21 pages, 9943 KiB  
Article
IRRISENS: An IoT Platform Based on Microservices Applied in Commercial-Scale Crops Working in a Multi-Cloud Environment
by Rodrigo Filev Maia, Carlos Ballester Lurbe, Arbind Agrahari Baniya and John Hornbuckle
Sensors 2020, 20(24), 7163; https://doi.org/10.3390/s20247163 - 14 Dec 2020
Cited by 14 | Viewed by 3985
Abstract
Research has shown the multitude of applications that Internet of Things (IoT), cloud computing, and forecast technologies present in every sector. In agriculture, one application is the monitoring of factors that influence crop development to assist in making crop management decisions. Research on [...] Read more.

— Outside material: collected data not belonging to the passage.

//! Command-line argument definitions for the fraglink CLI.
//!
//! This module defines the [`Args`] structure parsed from the command line
//! using [`clap`]. Arguments select the models to check, whether to write
//! repairs and commit them, configuration file selection, and logging
//! verbosity.

use std::path::PathBuf;

use clap::Parser;

/// Repair merge-tool corrupted links between Capella model fragments
#[derive(Parser, Debug)]
#[command(author, version, about, long_about = None)]
pub struct Args {
    /// Root files of the models to check, relative to the working directory.
    ///
    /// Defaults to every tracked model file in the repository below the
    /// working directory.
    #[arg(short, long = "model", value_name = "FILE")]
    pub models: Vec<PathBuf>,

    /// Write repaired fragments back to disk
    #[arg(long)]
    pub fix: bool,

    /// Leave repaired fragments unstaged and do not commit them
    #[arg(long)]
    pub no_commit: bool,

    /// Commit message for repaired models (overrides the configuration)
    #[arg(long)]
    pub commit_message: Option<String>,

    /// Directory inside the repository to work from
    #[arg(short = 'C', long, value_name = "DIR")]
    pub repo: Option<PathBuf>,

    /// Path to configuration file (TOML)
    #[arg(short, long)]
    pub config: Option<String>,

    /// Log level (off, error, warn, info, debug, trace)
    #[arg(long, default_value = "warn")]
    pub log_level: String,
}

#[cfg(test)]
mod tests {
    use super::*;

    #[test]
    fn test_defaults() {
        let args = Args::parse_from(["fraglink"]);
        assert!(args.models.is_empty());
        assert!(!args.fix);
        assert!(!args.no_commit);
        assert_eq!(args.log_level, "warn");
    }

    #[test]
    fn test_repeated_models() {
        let args = Args::parse_from([
            "fraglink",
            "--fix",
            "-m",
            "a/a.aird",
            "--model",
            "b/b.aird",
            "-C",
            "repo",
        ]);
        assert_eq!(args.models, vec![PathBuf::from("a/a.aird"), PathBuf::from("b/b.aird")]);
        assert!(args.fix);
        assert_eq!(args.repo, Some(PathBuf::from("repo")));
    }
}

Research has shown the multitude of applications that Internet of Things (IoT), cloud computing, and forecast technologies present in every sector. In agriculture, one application is the monitoring of factors that influence crop development to assist in making crop management decisions. Research on the application of such technologies in agriculture has been mainly conducted at small experimental sites or under controlled conditions. This research has provided relevant insights and guidelines for the use of different types of sensors, application of a multitude of algorithms to forecast relevant parameters as well as architectural approaches of IoT platforms. However, research on the implementation of IoT platforms at the commercial scale is needed to identify platform requirements to properly function under such conditions. This article evaluates an IoT platform (IRRISENS) based on fully replicable microservices used to sense soil, crop, and atmosphere parameters, interact with third-party cloud services for scheduling irrigation and, potentially, control irrigation automatically. The proposed IoT platform was evaluated during one growing season at four commercial-scale farms on two broadacre irrigated crops with very different water management requirements (rice and cotton). Five main requirements for IoT platforms to be used in agriculture at commercial scale were identified from implementing IRRISENS as an irrigation support tool for rice and cotton production: scalability, flexibility, heterogeneity, robustness to failure, and security. The platform addressed all these requirements. The results showed that the microservice-based approach used is robust against both intermittent and critical failures in the field that could occur in any of the monitored sites. Further, processing or storage overload caused by datalogger malfunctioning or other reasons at one farm did not affect the platform’s performance. The platform was able to deal with different types of data heterogeneity. Since there are no shared microservices among farms, the IoT platform proposed here also provides data isolation, maintaining data confidentiality for each user, which is relevant in a commercial farm scenario. Full article
(This article belongs to the Special Issue IoT-Based Precision Agriculture)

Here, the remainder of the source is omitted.